Forscher der Universitätsklinik Heidelberg fanden in einer Studie heraus, dass Kinder, die häufig dem Passivrauchen ausgesetzt sind, sehr stark gesundheitlich gefährdet sind. Dabei handelt es sich nicht nur um Lungen- und Bronchialkrankheiten oder Allergien, sondern oft tritt auch ein leichter Bluthochdruck auf. Der Geschäftsführende Direktor des Zentrums für Kinder- und Jugendmedizin an der Universitätsklinik Heidelberg Georg Hoffmann erklärt, "mit dieser Studie haben wir erstmals gezeigt, dass Passivrauchen bei Kindern den Blutdruck deutlich ansteigen lässt". Der Bluthochdruck kann sogar bis in das Erwachsenenalter hinein anhalten.
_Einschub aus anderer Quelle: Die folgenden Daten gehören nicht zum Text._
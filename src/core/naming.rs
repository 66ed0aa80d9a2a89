//! core::naming
//!
//! Identifier rules for generated declarations.
//!
//! # Features
//!
//! - Sanitize raw catalog names into lowerCamelCase identifiers
//! - Validate identifiers supplied by configuration
//! - Build qualified identifier chains for comments
//!
//! Sanitizing is total: names made only of separators sanitize to the empty
//! identifier, which callers must detect and report.

use serde::{Deserialize, Serialize};

use super::types::TypeError;

/// Sanitize a raw resource or namespace name into an identifier string.
///
/// The name is split into words on every non-alphanumeric character. The
/// first word is lowercased entirely when it is all caps (starts with an
/// uppercase letter and has no lowercase letter), otherwise only its first
/// character is. Every following word gets an uppercase first character. A
/// leading digit is prefixed with `_`.
///
/// Sanitizing its own output returns it unchanged.
///
/// # Example
///
/// ```
/// use assetgen::core::naming::sanitize;
///
/// assert_eq!(sanitize("Icon"), "icon");
/// assert_eq!(sanitize("Banner.jpg"), "bannerJpg");
/// assert_eq!(sanitize("app-icon large"), "appIconLarge");
/// assert_eq!(sanitize("###"), "");
/// ```
pub fn sanitize(raw: &str) -> String {
    let mut words = raw
        .split(|c: char| !c.is_alphanumeric())
        .filter(|w| !w.is_empty());

    let mut result = match words.next() {
        Some(first) => lowercase_head(first),
        None => return String::new(),
    };
    for word in words {
        result.push_str(&uppercase_first(word));
    }

    if result.starts_with(|c: char| c.is_ascii_digit()) {
        result.insert(0, '_');
    }
    result
}

fn lowercase_head(word: &str) -> String {
    let all_caps = word.starts_with(char::is_uppercase) && !word.chars().any(char::is_lowercase);
    if all_caps {
        return word.to_lowercase();
    }
    let mut chars = word.chars();
    match chars.next() {
        Some(c) => c.to_lowercase().chain(chars).collect(),
        None => String::new(),
    }
}

fn uppercase_first(word: &str) -> String {
    let mut chars = word.chars();
    match chars.next() {
        Some(c) => c.to_uppercase().chain(chars).collect(),
        None => String::new(),
    }
}

/// A sanitized identifier for a generated declaration.
///
/// Produced by [`Identifier::sanitize`] (total, may be empty) or by
/// [`Identifier::new`] (strict, accepts only alphanumerics and `_`, not
/// starting with a digit).
#[derive(Debug, Clone, PartialEq, Eq, Hash, PartialOrd, Ord, Serialize, Deserialize)]
#[serde(transparent)]
pub struct Identifier(String);

impl Identifier {
    /// Sanitize a raw name. Never fails.
    pub fn sanitize(raw: &str) -> Self {
        Self(sanitize(raw))
    }

    /// Create a validated identifier.
    ///
    /// # Errors
    ///
    /// Returns `TypeError::InvalidIdentifier` if the value is empty, starts
    /// with a digit, or contains anything other than alphanumerics and `_`.
    /// The value is not required to be in sanitized form: `R` is accepted.
    ///
    /// # Example
    ///
    /// ```
    /// use assetgen::core::naming::Identifier;
    ///
    /// assert!(Identifier::new("R").is_ok());
    /// assert!(Identifier::new("appIcon").is_ok());
    /// assert!(Identifier::new("app-icon").is_err());
    /// assert!(Identifier::new("").is_err());
    /// ```
    pub fn new(value: impl Into<String>) -> Result<Self, TypeError> {
        let value = value.into();
        if value.is_empty() {
            return Err(TypeError::InvalidIdentifier(
                "identifier cannot be empty".into(),
            ));
        }
        if value.starts_with(|c: char| c.is_ascii_digit()) {
            return Err(TypeError::InvalidIdentifier(format!(
                "identifier '{value}' cannot start with a digit"
            )));
        }
        if let Some(c) = value.chars().find(|c| !(c.is_alphanumeric() || *c == '_')) {
            return Err(TypeError::InvalidIdentifier(format!(
                "identifier '{value}' cannot contain '{c}'"
            )));
        }
        Ok(Self(value))
    }

    /// Get the identifier as a string slice.
    pub fn as_str(&self) -> &str {
        &self.0
    }

    /// True when sanitizing produced nothing usable.
    pub fn is_empty(&self) -> bool {
        self.0.is_empty()
    }
}

impl AsRef<str> for Identifier {
    fn as_ref(&self) -> &str {
        &self.0
    }
}

impl std::fmt::Display for Identifier {
    fn fmt(&self, f: &mut std::fmt::Formatter<'_>) -> std::fmt::Result {
        write!(f, "{}", self.0)
    }
}

/// Chain of identifiers from the declaration root to a node.
///
/// Used for human-readable comments and diagnostics only.
#[derive(Debug, Clone, Default, PartialEq, Eq, Serialize, Deserialize)]
#[serde(transparent)]
pub struct QualifiedIdentifier(Vec<Identifier>);

impl QualifiedIdentifier {
    /// The empty chain.
    pub fn root() -> Self {
        Self::default()
    }

    /// Parse a dot-separated chain such as `R.assets`.
    ///
    /// # Errors
    ///
    /// Returns `TypeError::InvalidQualifiedIdentifier` if any segment is not a
    /// valid identifier.
    ///
    /// # Example
    ///
    /// ```
    /// use assetgen::core::naming::QualifiedIdentifier;
    ///
    /// let prefix = QualifiedIdentifier::parse("R.assets").unwrap();
    /// assert_eq!(prefix.to_string(), "R.assets");
    /// assert!(QualifiedIdentifier::parse("R..assets").is_err());
    /// ```
    pub fn parse(value: &str) -> Result<Self, TypeError> {
        if value.is_empty() {
            return Ok(Self::root());
        }
        value
            .split('.')
            .map(Identifier::new)
            .collect::<Result<Vec<_>, _>>()
            .map(Self)
            .map_err(|e| TypeError::InvalidQualifiedIdentifier(format!("'{value}': {e}")))
    }

    /// Return a new chain extended by `segment`.
    pub fn child(&self, segment: &Identifier) -> Self {
        let mut segments = self.0.clone();
        segments.push(segment.clone());
        Self(segments)
    }

    /// The segments of the chain.
    pub fn segments(&self) -> &[Identifier] {
        &self.0
    }

    pub fn is_root(&self) -> bool {
        self.0.is_empty()
    }
}

impl std::fmt::Display for QualifiedIdentifier {
    fn fmt(&self, f: &mut std::fmt::Formatter<'_>) -> std::fmt::Result {
        for (i, segment) in self.0.iter().enumerate() {
            if i > 0 {
                f.write_str(".")?;
            }
            f.write_str(segment.as_str())?;
        }
        Ok(())
    }
}

#[cfg(test)]
mod tests {
    use super::*;

    #[test]
    fn sanitize_basic() {
        assert_eq!(sanitize("Red"), "red");
        assert_eq!(sanitize("red"), "red");
        assert_eq!(sanitize("AccentColor"), "accentColor");
    }

    #[test]
    fn sanitize_joins_words() {
        assert_eq!(sanitize("my color"), "myColor");
        assert_eq!(sanitize("my_color"), "myColor");
        assert_eq!(sanitize("Banner.jpg"), "bannerJpg");
        assert_eq!(sanitize("a/b/c"), "aBC");
    }

    #[test]
    fn sanitize_all_caps_first_word() {
        assert_eq!(sanitize("URL"), "url");
        assert_eq!(sanitize("URL scheme"), "urlScheme");
    }

    #[test]
    fn sanitize_prefixes_leading_digit() {
        assert_eq!(sanitize("2x"), "_2x");
        assert_eq!(sanitize("-42 icons"), "_42Icons");
        assert_eq!(sanitize("1 a"), "_1A");
        assert_eq!(sanitize("0:A"), "_0A");
    }

    #[test]
    fn sanitize_handles_empty() {
        assert_eq!(sanitize(""), "");
        assert_eq!(sanitize("###"), "");
        assert_eq!(sanitize(" - "), "");
    }

    #[test]
    fn sanitize_case_variants_collide() {
        assert_eq!(sanitize("Icon"), sanitize("icon"));
    }

    #[test]
    fn sanitize_is_idempotent_on_output() {
        for raw in [
            "Red",
            "Banner.jpg",
            "URL scheme",
            "2x",
            "appIcon",
            "1 a",
            "0:A",
            "2X",
            "_1A",
        ] {
            let once = sanitize(raw);
            assert_eq!(sanitize(&once), once);
        }
    }

    #[test]
    fn identifier_new_rejects_invalid() {
        assert!(Identifier::new("").is_err());
        assert!(Identifier::new("1abc").is_err());
        assert!(Identifier::new("a-b").is_err());
        assert!(Identifier::new("a b").is_err());
        assert!(Identifier::new("_private").is_ok());
    }

    #[test]
    fn identifier_new_accepts_unsanitized_form() {
        assert_eq!(Identifier::new("R").map(|id| id.to_string()).ok().as_deref(), Some("R"));
        assert_eq!(sanitize("R"), "r");
        assert!(Identifier::new("_private").is_ok());
        assert_eq!(sanitize("_private"), "private");
    }

    #[test]
    fn qualified_identifier_display() {
        let root = QualifiedIdentifier::parse("R").unwrap();
        let child = root.child(&Identifier::sanitize("Colors"));
        assert_eq!(child.to_string(), "R.colors");
        assert_eq!(QualifiedIdentifier::root().to_string(), "");
        assert!(QualifiedIdentifier::parse("").unwrap().is_root());
    }
}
Dann könnte dieser Ursache für einen Herzinfarkt oder einen Schlaganfall sein.

Ablauf der Studie

Im Auftrag der Universitätsklinik und des Gesundheitsamtes Rhein-Neckar wurde diese Studie mit mehr als 4.000 Probanden durchgeführt. Dies waren fünf- bis sechsjährige Kinder aus Heidelberg und der Umgebung. Die Forscher untersuchten dabei, ob die Kinder zuhause dem Passivrauchen ausgesetzt sind. Traf die zu, so fand man heraus, dass die Gefahr für sie an Bluthochdruck zu erkranken 21 Prozent höher liegt, als bei Kindern, die nicht passiv den Rauch der Zigarette einatmen.

Gefahr für Kinder

Neben Übergewicht, einem zu niedrigen Geburtsgewicht oder dem Bluthochdruck der Eltern stellt Passivrauchen eine weitere Gefahr für Kinder und Neugeborene dar. Dies schreiben die Forscher im Fachmagazin "Circulation" von der Amerikanischen Herzgesellschaft AHA. Die Forscher vermuten, dass besonders Mütter zuhause eher zur Zigarette greifen und daher ein besonders hohes Risiko darstellen. Väter würden mehr am Arbeitsplatz rauchen und daher im eigenen Haus weniger zur Zigarette greifen.

Folgen der Studie

Der Blutdruck der Kinder steige zwar mit dem Passivrauchen nur geringfügig an, dennoch sind die Folgen nicht zu unterschätzen. Kinder können dem Zigarettenrauch nicht einfach aus dem Weg gehen. Die an der Studie beteiligte Ärztin Elke Wühl erklärte, "wenn die Eltern in der Wohnung oder im Auto rauchen, haben sie wenig Chancen, sich dem zu entziehen". Deshalb müssen Eltern aufgeklärt werden, denn sie müssen Versuchen, eine rauchfreie Umgebung für ihre Kinder zu schaffen.